— What you are asked to do —
Some lines in the entries contain the word "bookings". Copy all of them.

— Dataset entries —
=======

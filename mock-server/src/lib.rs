//! In-memory imitation of the Lumi booking server.
//!
//! Serves the same endpoints and JSON shapes as the real API over seeded
//! data: two cities, three masters with services and weekly schedules, and
//! no bookings. Callers authenticate with `Authorization: Bearer <user id>`.

use std::collections::{BTreeSet, HashMap};
use std::sync::Arc;

use axum::{
    extract::{FromRequestParts, Path, Query, State},
    http::{header, request::Parts, StatusCode},
    response::{IntoResponse, Response},
    routing::{delete, get, post},
    Json, Router,
};
use chrono::{DateTime, Datelike, Duration, NaiveDate, NaiveDateTime, NaiveTime};
use serde::{Deserialize, Serialize};
use tokio::{net::TcpListener, sync::RwLock};
use tower_http::trace::TraceLayer;
use tracing::debug;

// ---------------------------------------------------------------------------
// Wire types
// ---------------------------------------------------------------------------

#[derive(Clone, Debug, Serialize, Deserialize, PartialEq)]
pub struct MasterResponse {
    pub id: i64,
    pub name: String,
    pub description: Option<String>,
    pub avatar_url: Option<String>,
    pub city_name: Option<String>,
    pub services_count: u32,
}

#[derive(Clone, Debug, Serialize, Deserialize, PartialEq)]
pub struct ServiceResponse {
    pub id: i64,
    pub title: String,
    pub description: Option<String>,
    pub price: f64,
    pub duration_mins: u32,
    pub category_name: Option<String>,
    pub portfolio_photos: Vec<String>,
}

#[derive(Clone, Debug, Serialize, Deserialize, PartialEq)]
pub struct WorkPeriodResponse {
    pub weekday: u8,
    pub start_time: String,
    pub end_time: String,
}

#[derive(Clone, Debug, Serialize, Deserialize, PartialEq)]
pub struct MasterDetailResponse {
    pub id: i64,
    pub name: String,
    pub description: Option<String>,
    pub avatar_url: Option<String>,
    pub city: Option<String>,
    pub services: Vec<ServiceResponse>,
    pub work_schedule: Vec<WorkPeriodResponse>,
}

#[derive(Clone, Debug, Serialize, Deserialize, PartialEq)]
pub struct TimeSlotResponse {
    pub date: String,
    pub time: String,
    pub available: bool,
}

#[derive(Deserialize)]
pub struct BookingInput {
    pub master_id: i64,
    pub service_id: i64,
    pub start_datetime: String,
    pub comment: Option<String>,
}

#[derive(Clone, Debug, Serialize, Deserialize, PartialEq)]
pub struct BookingResponse {
    pub id: i64,
    pub master_name: String,
    pub service_title: String,
    pub start_datetime: String,
    pub end_datetime: String,
    pub price: f64,
    pub status: String,
}

#[derive(Clone, Debug, Serialize, Deserialize, PartialEq)]
pub struct CityResponse {
    pub id: i64,
    pub name_ru: String,
    pub name_local: String,
    pub name_en: String,
}

#[derive(Clone, Debug, Serialize, Deserialize, PartialEq)]
pub struct AckResponse {
    pub success: bool,
    pub message: String,
}

#[derive(Deserialize)]
pub struct SlotQuery {
    pub date_from: String,
    pub date_to: String,
}

// ---------------------------------------------------------------------------
// Store
// ---------------------------------------------------------------------------

#[derive(Clone, Debug)]
pub struct ServiceRecord {
    pub id: i64,
    pub title: String,
    pub description: Option<String>,
    pub price: f64,
    pub duration_mins: u32,
    pub category_name: Option<String>,
    pub portfolio_photos: Vec<String>,
}

#[derive(Clone, Debug)]
pub struct WorkPeriod {
    pub weekday: u8,
    pub start: NaiveTime,
    pub end: NaiveTime,
}

#[derive(Clone, Debug)]
pub struct MasterRecord {
    pub id: i64,
    pub name: String,
    pub description: Option<String>,
    pub avatar_url: Option<String>,
    pub city_id: Option<i64>,
    pub services: Vec<ServiceRecord>,
    pub schedule: Vec<WorkPeriod>,
}

#[derive(Clone, Debug)]
pub struct BookingRecord {
    pub id: i64,
    pub user_id: i64,
    pub master_id: i64,
    pub service_id: i64,
    pub start: NaiveDateTime,
    pub end: NaiveDateTime,
    pub price: f64,
    pub comment: Option<String>,
}

#[derive(Debug, Default)]
pub struct Store {
    pub cities: Vec<CityResponse>,
    pub masters: Vec<MasterRecord>,
    /// Masters each user keeps on their list.
    pub links: HashMap<i64, BTreeSet<i64>>,
    pub bookings: Vec<BookingRecord>,
    next_booking_id: i64,
}

impl Store {
    pub fn seeded() -> Self {
        let time = |h, m| NaiveTime::from_hms_opt(h, m, 0).unwrap_or_default();

        Store {
            cities: vec![
                CityResponse {
                    id: 1,
                    name_ru: "Рига".to_string(),
                    name_local: "Rīga".to_string(),
                    name_en: "Riga".to_string(),
                },
                CityResponse {
                    id: 2,
                    name_ru: "Таллин".to_string(),
                    name_local: "Tallinn".to_string(),
                    name_en: "Tallinn".to_string(),
                },
            ],
            masters: vec![
                MasterRecord {
                    id: 1,
                    name: "Anna".to_string(),
                    description: Some("Nail artist".to_string()),
                    avatar_url: Some("https://cdn.lumi.test/anna.jpg".to_string()),
                    city_id: Some(1),
                    services: vec![
                        ServiceRecord {
                            id: 1,
                            title: "Manicure".to_string(),
                            description: Some("Classic manicure".to_string()),
                            price: 25.0,
                            duration_mins: 60,
                            category_name: Some("Nails".to_string()),
                            portfolio_photos: vec!["https://cdn.lumi.test/p/1.jpg".to_string()],
                        },
                        ServiceRecord {
                            id: 2,
                            title: "Pedicure".to_string(),
                            description: None,
                            price: 35.0,
                            duration_mins: 90,
                            category_name: Some("Nails".to_string()),
                            portfolio_photos: Vec::new(),
                        },
                    ],
                    schedule: weekly(&[0, 1, 2, 3, 4], time(9, 0), time(18, 0)),
                },
                MasterRecord {
                    id: 2,
                    name: "Marta".to_string(),
                    description: None,
                    avatar_url: None,
                    city_id: Some(1),
                    services: vec![ServiceRecord {
                        id: 3,
                        title: "Haircut".to_string(),
                        description: None,
                        price: 30.0,
                        duration_mins: 45,
                        category_name: Some("Hair".to_string()),
                        portfolio_photos: Vec::new(),
                    }],
                    schedule: weekly(&[1, 3, 5], time(10, 0), time(16, 0)),
                },
                MasterRecord {
                    id: 3,
                    name: "Liis".to_string(),
                    description: None,
                    avatar_url: None,
                    city_id: Some(2),
                    services: vec![ServiceRecord {
                        id: 4,
                        title: "Brows".to_string(),
                        description: None,
                        price: 15.0,
                        duration_mins: 30,
                        category_name: None,
                        portfolio_photos: Vec::new(),
                    }],
                    schedule: weekly(&[0, 1, 2, 3, 4, 5, 6], time(11, 0), time(13, 0)),
                },
            ],
            links: HashMap::new(),
            bookings: Vec::new(),
            next_booking_id: 1,
        }
    }

    fn master(&self, id: i64) -> Result<&MasterRecord, ApiFailure> {
        self.masters
            .iter()
            .find(|m| m.id == id)
            .ok_or_else(|| ApiFailure::not_found("Master not found"))
    }

    fn city_name(&self, city_id: Option<i64>) -> Option<String> {
        let id = city_id?;
        self.cities
            .iter()
            .find(|c| c.id == id)
            .map(|c| c.name_ru.clone())
    }

    fn summary(&self, master: &MasterRecord) -> MasterResponse {
        MasterResponse {
            id: master.id,
            name: master.name.clone(),
            description: master.description.clone(),
            avatar_url: master.avatar_url.clone(),
            city_name: self.city_name(master.city_id),
            services_count: master.services.len() as u32,
        }
    }

    fn is_booked(&self, master_id: i64, start: NaiveDateTime, end: NaiveDateTime) -> bool {
        self.bookings
            .iter()
            .any(|b| b.master_id == master_id && b.start < end && start < b.end)
    }
}

/// The same working hours on each of `weekdays`.
fn weekly(weekdays: &[u8], start: NaiveTime, end: NaiveTime) -> Vec<WorkPeriod> {
    weekdays
        .iter()
        .map(|&weekday| WorkPeriod { weekday, start, end })
        .collect()
}

pub type Db = Arc<RwLock<Store>>;

// ---------------------------------------------------------------------------
// Errors and auth
// ---------------------------------------------------------------------------

/// Error response in the server's `{"detail": ...}` format.
#[derive(Debug)]
pub struct ApiFailure {
    status: StatusCode,
    detail: String,
}

impl ApiFailure {
    fn new(status: StatusCode, detail: &str) -> Self {
        Self {
            status,
            detail: detail.to_string(),
        }
    }

    fn not_found(detail: &str) -> Self {
        Self::new(StatusCode::NOT_FOUND, detail)
    }
}

impl IntoResponse for ApiFailure {
    fn into_response(self) -> Response {
        (self.status, Json(serde_json::json!({ "detail": self.detail }))).into_response()
    }
}

/// Caller id taken from the bearer credential.
pub struct Caller(pub i64);

impl<S: Send + Sync> FromRequestParts<S> for Caller {
    type Rejection = ApiFailure;

    async fn from_request_parts(parts: &mut Parts, _state: &S) -> Result<Self, Self::Rejection> {
        let value = parts
            .headers
            .get(header::AUTHORIZATION)
            .and_then(|v| v.to_str().ok())
            .ok_or_else(|| ApiFailure::new(StatusCode::FORBIDDEN, "Not authenticated"))?;
        let token = value
            .strip_prefix("Bearer ")
            .ok_or_else(|| ApiFailure::new(StatusCode::FORBIDDEN, "Not authenticated"))?;
        token.trim().parse().map(Caller).map_err(|_| {
            ApiFailure::new(
                StatusCode::UNAUTHORIZED,
                "Invalid authentication credentials",
            )
        })
    }
}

=======

— Expected answer —
//! no bookings. Callers authenticate with `Authorization: Bearer <user id>`.
    pub bookings: Vec<BookingRecord>,
            bookings: Vec::new(),
        self.bookings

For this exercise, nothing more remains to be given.